--- Assignment ---
When the word "entries" appears in a line of the data below, list that line.
*** Opening Material to process ***
//! Domain objects and renderers shared by the unit tests.

use std::cell::Cell;
use std::rc::Rc;

use crate::error::DecodeError;
use crate::registry::Registry;
use crate::renderer::{DecodeOptions, ObjectRenderer};
use crate::value::{DomainObject, Value, ValueMap};

#[derive(Debug)]
pub(crate) struct Process {
    pub(crate) pid: u64,
    pub(crate) name: String,
    pub(crate) space: Value,
}

impl Process {
    pub(crate) fn value(pid: u64, name: &str) -> Value {
        Value::object(Self {
            pid,
            name: name.to_owned(),
            space: Value::object(AddressSpace::new("WindowsAMD64PagedMemory")),
        })
    }
}

impl DomainObject for Process {
    fn type_tags(&self) -> &[&'static str] {
        &["Process", "BaseObject"]
    }

    fn object_id(&self) -> Option<u64> {
        Some(self.pid)
    }
}

/// Counts reconstructions so tests can observe identity caching.
#[derive(Debug, Default, Clone)]
pub(crate) struct ProcessRenderer {
    pub(crate) built: Rc<Cell<usize>>,
}

impl ObjectRenderer for ProcessRenderer {
    fn name(&self) -> &str {
        "Process"
    }

    fn renders_types(&self) -> &[&str] {
        &["Process"]
    }

    fn get_state(&self, item: &Value) -> Value {
        let Some(process) = item.downcast_ref::<Process>() else {
            return Value::Null;
        };
        let mut state = ValueMap::new();
        state.insert("pid".into(), Value::from(process.pid));
        state.insert("name".into(), Value::from(process.name.as_str()));
        state.insert("space".into(), process.space.clone());
        Value::Map(state)
    }

    fn reconstruct(
        &self,
        mut state: ValueMap,
        _options: &mut DecodeOptions,
    ) -> Result<Value, DecodeError> {
        let pid = state
            .get("pid")
            .and_then(Value::as_u64)
            .ok_or_else(|| DecodeError::reconstruct(self.name(), "missing pid"))?;
        let name = state
            .get("name")
            .and_then(Value::as_text)
            .unwrap_or_default()
            .to_owned();
        let space = state.remove("space").unwrap_or_default();
        self.built.set(self.built.get() + 1);
        Ok(Value::object(Process { pid, name, space }))
    }
}

#[derive(Debug)]
pub(crate) struct AddressSpace {
    pub(crate) class: String,
}

impl AddressSpace {
    pub(crate) fn new(class: &str) -> Self {
        Self {
            class: class.to_owned(),
        }
    }
}

impl DomainObject for AddressSpace {
    fn type_tags(&self) -> &[&'static str] {
        &["AddressSpace"]
    }
}

/// Rebuilds address spaces from a fixed class table.
#[derive(Debug, Clone)]
pub(crate) struct AddressSpaceRenderer {
    classes: Vec<&'static str>,
}

impl Default for AddressSpaceRenderer {
    fn default() -> Self {
        Self {
            classes: vec!["WindowsAMD64PagedMemory", "FileAddressSpace"],
        }
    }
}

impl ObjectRenderer for AddressSpaceRenderer {
    fn name(&self) -> &str {
        "AddressSpace"
    }

    fn renders_types(&self) -> &[&str] {
        &["AddressSpace"]
    }

    fn get_state(&self, item: &Value) -> Value {
        let Some(space) = item.downcast_ref::<AddressSpace>() else {
            return Value::Null;
        };
        let mut state = ValueMap::new();
        state.insert("cls".into(), Value::from(space.class.as_str()));
        Value::Map(state)
    }

    fn reconstruct(
        &self,
        state: ValueMap,
        _options: &mut DecodeOptions,
    ) -> Result<Value, DecodeError> {
        let class = state
            .get("cls")
            .and_then(Value::as_text)
            .ok_or_else(|| DecodeError::reconstruct(self.name(), "missing cls"))?;
        if !self.classes.contains(&class) {
            return Err(DecodeError::reconstruct(
                self.name(),
                format!("unknown address space class '{class}'"),
            ));
        }
        Ok(Value::object(AddressSpace::new(class)))
    }
}

/// Generic fallback claiming every `BaseObject`.
#[derive(Debug, Default, Clone, Copy)]
pub(crate) struct BaseObjectRenderer;

impl ObjectRenderer for BaseObjectRenderer {
    fn name(&self) -> &str {
        "BaseObject"
    }

    fn renders_types(&self) -> &[&str] {
        &["BaseObject"]
    }

    fn get_state(&self, item: &Value) -> Value {
        let mut state = ValueMap::new();
        state.insert("repr".into(), Value::from(item.type_name()));
        Value::Map(state)
    }

    fn reconstruct(
        &self,
        state: ValueMap,
        _options: &mut DecodeOptions,
    ) -> Result<Value, DecodeError> {
        Ok(Value::Map(state))
    }
}

#[derive(Debug)]
pub(crate) struct Broken;

impl DomainObject for Broken {
    fn type_tags(&self) -> &[&'static str] {
        &["Broken"]
    }
}

/// Violates the state contract by returning a list.
#[derive(Debug, Default, Clone, Copy)]
pub(crate) struct BrokenRenderer;

impl ObjectRenderer for BrokenRenderer {
    fn name(&self) -> &str {
        "Broken"
    }

    fn renders_types(&self) -> &[&str] {
        &["Broken"]
    }

    fn get_state(&self, _item: &Value) -> Value {
        Value::List(vec![Value::from(1_u64)])
    }

    fn reconstruct(
        &self,
        state: ValueMap,
        _options: &mut DecodeOptions,
    ) -> Result<Value, DecodeError> {
        Ok(Value::Map(state))
    }
}

#[derive(Debug)]
pub(crate) struct Untracked;

impl DomainObject for Untracked {
    fn type_tags(&self) -> &[&'static str] {
        &["Untracked"]
    }
}

/// Registry with the built-ins plus the test renderers.
pub(crate) fn registry_with(process: ProcessRenderer) -> Registry {
    let mut registry = Registry::with_builtins();
    registry.register(process).expect("register process");
    registry
        .register(AddressSpaceRenderer::default())
        .expect("register address space");
    registry.register(BrokenRenderer).expect("register broken");
    registry
}

pub(crate) fn registry() -> Registry {
    registry_with(ProcessRenderer::default())
}

//! Domain errors raised by the codec.
//!
//! Each concern owns a `thiserror`-derived enum with structured context so
//! callers can inspect failures programmatically. Unknown value types on the
//! encode path are absent: they degrade to `null` and are only
//! logged.

use std::io;
use std::sync::Arc;

use thiserror::Error;

/// Errors raised while registering renderers.
#[derive(Debug, Error)]
pub enum RegistryError {
    /// The renderer reported an empty or whitespace-only name.
    #[error("renderer name must not be blank")]
    BlankName,

    /// The renderer name collides with a tag the wire format reserves.
    #[error("renderer name '{name}' is reserved by the wire format")]
    ReservedName {
        /// Rejected name.
        name: String,
    },

    /// A renderer with the same name is already registered.
    #[error("renderer '{name}' is already registered")]
    Duplicate {
        /// Name that was registered twice.
        name: String,
    },
}

/// A renderer name was not found in the registry.
///
/// On the decode path this means the data was produced by a renderer set the
/// current process does not have.
#[derive(Debug, Clone, Error, PartialEq, Eq)]
#[error("no renderer registered under '{name}'")]
pub struct LookupError {
    /// Name that was looked up.
    pub name: String,
}

impl LookupError {
    /// Creates a lookup error for the given renderer name.
    #[must_use]
    pub fn new(name: impl Into<String>) -> Self {
        Self { name: name.into() }
    }
}

/// Errors raised while encoding a value.
#[derive(Debug, Error)]
pub enum EncodeError {
    /// A renderer's state producer returned something other than a mapping.
    #[error("renderer '{renderer}' produced {found} as state; expected a plain mapping")]
    InvalidState {
        /// Name of the offending renderer.
        renderer: String,
        /// Kind of value the renderer produced.
        found: &'static str,
    },

    /// An explicitly requested renderer does not exist.
    #[error(transparent)]
    Lookup(#[from] LookupError),
}

/// Errors raised while decompressing or decoding a value.
#[derive(Debug, Error)]
pub enum DecodeError {
    /// A compressed tree referenced an id missing from the lexicon.
    #[error("lexicon corruption: id '{id}' is not in the lexicon")]
    LexiconCorruption {
        /// Offending id.
        id: String,
    },

    /// A `"type"` field named a renderer the registry does not hold.
    #[error(transparent)]
    Lookup(#[from] LookupError),

    /// The value does not have the shape its tag promises.
    #[error("malformed encoded value: {message}")]
    Malformed {
        /// Description of the shape violation.
        message: String,
    },

    /// A binary payload was not valid base64.
    #[error("binary payload is not valid base64: {source}")]
    Base64 {
        /// Underlying decoder error.
        #[source]
        source: base64::DecodeError,
    },

    /// A renderer rejected the state handed to it.
    #[error("renderer '{renderer}' failed to reconstruct value: {message}")]
    Reconstruct {
        /// Renderer that failed.
        renderer: String,
        /// Description of the failure.
        message: String,
    },
}

impl DecodeError {
    /// Creates a new `LexiconCorruption` error.
    #[must_use]
    pub fn corruption(id: impl Into<String>) -> Self {
        Self::LexiconCorruption { id: id.into() }
    }

    /// Creates a new `Malformed` error.
    #[must_use]
    pub fn malformed(message: impl Into<String>) -> Self {
        Self::Malformed {
            message: message.into(),
        }
    }

    /// Creates a new `Reconstruct` error.
    #[must_use]
    pub fn reconstruct(renderer: impl Into<String>, message: impl Into<String>) -> Self {
        Self::Reconstruct {
            renderer: renderer.into(),
            message: message.into(),
        }
    }
}

/// Errors raised by the streaming command writer and reader.
#[derive(Debug, Error)]
pub enum StreamError {
    /// A command was issued while no session was open.
    #[error("command '{command}' issued before the session was started")]
    SessionNotOpen {
        /// Tag of the rejected command.
        command: &'static str,
    },

    /// A value in a command could not be encoded.
    #[error(transparent)]
    Encode(#[from] EncodeError),

    /// A command in a batch failed to decode.
    #[error("command {index} ('{tag}') failed to decode: {source}")]
    Decode {
        /// Position of the command in its batch.
        index: usize,
        /// Tag of the command.
        tag: String,
        /// Underlying decode failure.
        #[source]
        source: DecodeError,
    },

    /// A batch did not open with a lexicon-reset command.
    #[error("command batch does not start with a lexicon command")]
    MissingLexicon,

    /// A command did not have the `[tag, args...]` shape.
    #[error("malformed command at index {index}: {message}")]
    MalformedCommand {
        /// Position of the command in its batch.
        index: usize,
        /// Description of the shape violation.
        message: String,
    },

    /// The buffered commands could not be serialised.
    #[error("failed to serialise command batch: {0}")]
    Serialize(#[source] serde_json::Error),

    /// A received batch was not valid JSON.
    #[error("command batch is not valid JSON: {0}")]
    Parse(#[source] serde_json::Error),

    /// The sink rejected a flushed batch.
    #[error("failed to write command batch: {source}")]
    Sink {
        /// Underlying I/O error.
        #[source]
        source: Arc<io::Error>,
    },

    /// Serialised batches could not be read from their source.
    #[error("failed to read command batch: {source}")]
    Read {
        /// Underlying I/O error.
        #[source]
        source: Arc<io::Error>,
    },
}

impl StreamError {
    /// Creates a new `MalformedCommand` error.
    #[must_use]
    pub fn malformed_command(index: usize, message: impl Into<String>) -> Self {
        Self::MalformedCommand {
            index,
            message: message.into(),
        }
    }

    /// Wraps a failure reading serialised batches.
    #[must_use]
    pub fn read(source: io::Error) -> Self {
        Self::Read {
            source: Arc::new(source),
        }
    }

    /// Wraps a sink failure.
    #[must_use]
    pub fn sink(source: io::Error) -> Self {
        Self::Sink {
            source: Arc::new(source),
        }
    }
}
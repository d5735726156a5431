//! Bounded identity cache used while decoding.
//!
//! Maps a renderer name plus cache key to the value reconstructed for it, so
//! a second reference to the same object within one decode session resolves
//! to the same instance. Least recently used entries are evicted at capacity;
//! eviction only affects future lookups, never values already handed out.

use std::fmt;
use std::num::NonZeroUsize;

use lru::LruCache;
use tracing::debug;

use crate::value::Value;

/// Identity of a reconstructed object.
#[derive(Debug, Clone, PartialEq, Eq, Hash)]
pub struct CacheKey {
    renderer: String,
    key: String,
}

impl CacheKey {
    /// Creates a key scoped to one renderer.
    #[must_use]
    pub fn new(renderer: impl Into<String>, key: impl Into<String>) -> Self {
        Self {
            renderer: renderer.into(),
            key: key.into(),
        }
    }

    /// Renderer that produced the cached value.
    #[must_use]
    pub const fn renderer(&self) -> &str {
        self.renderer.as_str()
    }

    /// Renderer-specific key, usually the encoded `"id"` field.
    #[must_use]
    pub const fn key(&self) -> &str {
        self.key.as_str()
    }
}

/// Outcome of a cache lookup.
#[derive(Debug, Clone, PartialEq)]
pub enum CacheLookup {
    /// A previously reconstructed value.
    Found(Value),
    /// Nothing cached under the key.
    Missing,
}

/// LRU store of reconstructed objects.
pub struct IdentityCache {
    entries: LruCache<CacheKey, Value>,
}

impl IdentityCache {
    /// Creates a cache holding at most `capacity` objects.
    #[must_use]
    pub fn new(capacity: NonZeroUsize) -> Self {
        Self {
            entries: LruCache::new(capacity),
        }
    }

    /// Looks `key` up and marks it as recently used.
    pub fn lookup(&mut self, key: &CacheKey) -> CacheLookup {
        self.entries
            .get(key)
            .cloned()
            .map_or(CacheLookup::Missing, CacheLookup::Found)
    }

    /// Stores `value` under `key`, evicting the least recently used entry
    /// when full.
    pub fn insert(&mut self, key: CacheKey, value: Value) {
        if let Some((evicted, _)) = self.entries.push(key.clone(), value)
            && evicted != key
        {
            debug!(
                renderer = evicted.renderer(),
                key = evicted.key(),
                "evicted object from identity cache"
            );
        }
    }

    /// Returns the number of cached objects.
    #[must_use]
    pub fn len(&self) -> usize {
        self.entries.len()
    }

    /// Returns `true` when nothing is cached.
    #[must_use]
    pub fn is_empty(&self) -> bool {
        self.entries.is_empty()
    }

    /// Maximum number of cached objects.
    #[must_use]
    pub fn capacity(&self) -> NonZeroUsize {
        self.entries.cap()
    }

    /// Drops every cached object.
    pub fn clear(&mut self) {
        self.entries.clear();
    }
}

impl fmt::Debug for IdentityCache {
    fn fmt(&self, formatter: &mut fmt::Formatter<'_>) -> fmt::Result {
        formatter
            .debug_struct("IdentityCache")
            .field("len", &self.len())
            .field("capacity", &self.capacity())
            .finish()
    }
}
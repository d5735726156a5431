//! `tracing` subscriber bootstrap for hosts embedding the codec.
//!
//! The codec itself only emits events; a host calls [`initialise`] once with
//! the same [`CodecConfig`] it hands to its stream writer or reader so log
//! filtering, format, and the session settings recorded at start-up all
//! come from one document.
//!
//! ```rust
//! use lexwire_config::{CodecConfig, LogFormat, telemetry};
//!
//! let config = CodecConfig {
//!     log_format: LogFormat::Compact,
//!     log_filter: "lexwire=debug".into(),
//!     ..CodecConfig::compressed()
//! };
//! let handle = telemetry::initialise(&config)?;
//! assert_eq!(handle.format(), LogFormat::Compact);
//! # Ok::<(), telemetry::TelemetryError>(())
//! ```

use std::io::{self, IsTerminal};

use once_cell::sync::OnceCell;
use tracing::{Subscriber, info, subscriber::SetGlobalDefaultError};
use tracing_subscriber::EnvFilter;
use tracing_subscriber::fmt;
use tracing_subscriber::fmt::time::UtcTime;

use crate::{CodecConfig, LogFormat};

static INSTALLED_FORMAT: OnceCell<LogFormat> = OnceCell::new();

/// Proof that the global subscriber is installed.
#[derive(Debug, Clone, Copy, PartialEq, Eq)]
pub struct TelemetryHandle {
    format: LogFormat,
}

impl TelemetryHandle {
    /// Format of the subscriber that is actually installed.
    ///
    /// Later calls to [`initialise`] with a different format still report
    /// the first one.
    #[must_use]
    pub const fn format(self) -> LogFormat {
        self.format
    }
}

/// Errors encountered while configuring telemetry.
#[derive(Debug, thiserror::Error)]
pub enum TelemetryError {
    /// The configured log filter expression did not parse.
    #[error("invalid log filter '{filter}': {message}")]
    Filter {
        /// Rejected filter expression.
        filter: String,
        /// Parser diagnostic.
        message: String,
    },
    /// Another subscriber was installed outside this crate.
    #[error("failed to install telemetry subscriber: {0}")]
    Subscriber(SetGlobalDefaultError),
}

/// Installs the global subscriber on first use and records the codec
/// settings it was installed for.
///
/// Repeated calls are idempotent and return a handle for the subscriber
/// already in place.
///
/// # Errors
///
/// Returns [`TelemetryError::Filter`] when `log_filter` does not parse, or
/// [`TelemetryError::Subscriber`] when a foreign subscriber is already set.
pub fn initialise(config: &CodecConfig) -> Result<TelemetryHandle, TelemetryError> {
    INSTALLED_FORMAT
        .get_or_try_init(|| install_subscriber(config))
        .map(|format| TelemetryHandle { format: *format })
}

fn install_subscriber(config: &CodecConfig) -> Result<LogFormat, TelemetryError> {
    let filter =
        EnvFilter::try_new(config.log_filter()).map_err(|error| TelemetryError::Filter {
            filter: config.log_filter().to_owned(),
            message: error.to_string(),
        })?;
    let format = config.log_format();
    let ansi = !format.is_structured() && io::stderr().is_terminal();

    let builder = fmt::Subscriber::builder()
        .with_env_filter(filter)
        .with_target(true)
        .with_writer(io::stderr)
        .with_ansi(ansi)
        .with_timer(UtcTime::rfc_3339());

    let subscriber: Box<dyn Subscriber + Send + Sync> = match format {
        LogFormat::Json => Box::new(builder.json().flatten_event(true).finish()),
        LogFormat::Compact => Box::new(builder.compact().finish()),
    };
    tracing::subscriber::set_global_default(subscriber).map_err(TelemetryError::Subscriber)?;

    info!(
        tool = config.tool_name.as_str(),
        compression = config.compression,
        cache_capacity = config.cache_capacity.get(),
        progress_interval_ms = config.progress_interval_ms,
        corruption_policy = %config.corruption_policy,
        log_format = %format,
        "codec telemetry initialised"
    );
    Ok(format)
}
*** Closing Material to process ***
--- Written answer ---
//! to the same instance. Least recently used entries are evicted at capacity;
    entries: LruCache<CacheKey, Value>,
            entries: LruCache::new(capacity),
        self.entries
        if let Some((evicted, _)) = self.entries.push(key.clone(), value)
        self.entries.len()
        self.entries.is_empty()
        self.entries.cap()
        self.entries.clear();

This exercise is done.